___ SOURCE RECORDS ___

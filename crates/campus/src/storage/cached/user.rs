//! Cached user repository decorator.
//!
//! Only the public user record is cached. Credential lookups carry the
//! password hash and always read storage.

use std::sync::Arc;
use std::time::Duration;

use async_trait::async_trait;
use uuid::Uuid;

use campus_core::cache::{
    address_key, attendance_key, disciplinary_action_key, health_safety_key,
    student_behavior_key, student_behaviors_scope, student_disciplinary_actions_scope,
    user_address_scope, user_attendance_scope, user_health_safety_scope, user_key, Cache,
};
use campus_core::school::{User, UserCredentials};
use campus_core::storage::{Result, UserCascade, UserRepository};

use super::CacheAside;

pub struct CachedUserRepository<R, C>
where
    R: UserRepository,
    C: Cache,
{
    repository: Arc<R>,
    cache: CacheAside<C>,
}

impl<R, C> CachedUserRepository<R, C>
where
    R: UserRepository,
    C: Cache + 'static,
{
    pub fn new(repository: Arc<R>, cache: Arc<C>, ttl: Duration) -> Self {
        Self {
            repository,
            cache: CacheAside::new(cache, ttl),
        }
    }

    /// Drops every cached record removed along with a user.
    async fn invalidate_cascade(&self, cascade: &UserCascade) {
        let mut keys = vec![user_key(cascade.user_id)];
        keys.extend(cascade.attendance.iter().copied().map(attendance_key));
        keys.extend(cascade.health_safety.iter().copied().map(health_safety_key));
        keys.extend(cascade.addresses.iter().copied().map(address_key));
        keys.extend(cascade.behaviors.iter().copied().map(student_behavior_key));
        keys.extend(
            cascade
                .disciplinary_actions
                .iter()
                .copied()
                .map(disciplinary_action_key),
        );
        self.cache.invalidate(&keys).await;

        self.cache
            .invalidate_scope(&user_attendance_scope(cascade.user_id))
            .await;
        self.cache
            .invalidate_scope(&user_health_safety_scope(cascade.user_id))
            .await;
        self.cache
            .invalidate_scope(&user_address_scope(cascade.user_id))
            .await;

        if let Some(student_id) = cascade.student_id {
            self.cache
                .invalidate_scope(&student_behaviors_scope(student_id))
                .await;
            self.cache
                .invalidate_scope(&student_disciplinary_actions_scope(student_id))
                .await;
        }
    }
}

#[async_trait]
impl<R, C> UserRepository for CachedUserRepository<R, C>
where
    R: UserRepository + 'static,
    C: Cache + 'static,
{
    async fn get_user(&self, id: Uuid) -> Result<Option<User>> {
        self.cache
            .record(user_key(id), self.repository.get_user(id))
            .await
    }

    async fn get_user_credentials(&self, identifier: &str) -> Result<Option<UserCredentials>> {
        self.repository.get_user_credentials(identifier).await
    }

    async fn create_user(&self, user: &User, password_hash: &str) -> Result<()> {
        self.repository.create_user(user, password_hash).await?;

        tracing::debug!(user_id = %user.id, "User created");
        Ok(())
    }

    async fn delete_user(&self, id: Uuid) -> Result<UserCascade> {
        let cascade = self.repository.delete_user(id).await?;
        self.invalidate_cascade(&cascade).await;

        tracing::debug!(
            user_id = %id,
            attendance = cascade.attendance.len(),
            behaviors = cascade.behaviors.len(),
            "User deleted"
        );
        Ok(cascade)
    }
}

___

- [WHAT YOU NEED TO DO]
Considering only the data above, return the lines in which "keys" occurs.

- [RESULT OF THE TASK]
        let mut keys = vec![user_key(cascade.user_id)];
        keys.extend(cascade.attendance.iter().copied().map(attendance_key));
        keys.extend(cascade.health_safety.iter().copied().map(health_safety_key));
        keys.extend(cascade.addresses.iter().copied().map(address_key));
        keys.extend(cascade.behaviors.iter().copied().map(student_behavior_key));
        keys.extend(
        self.cache.invalidate(&keys).await;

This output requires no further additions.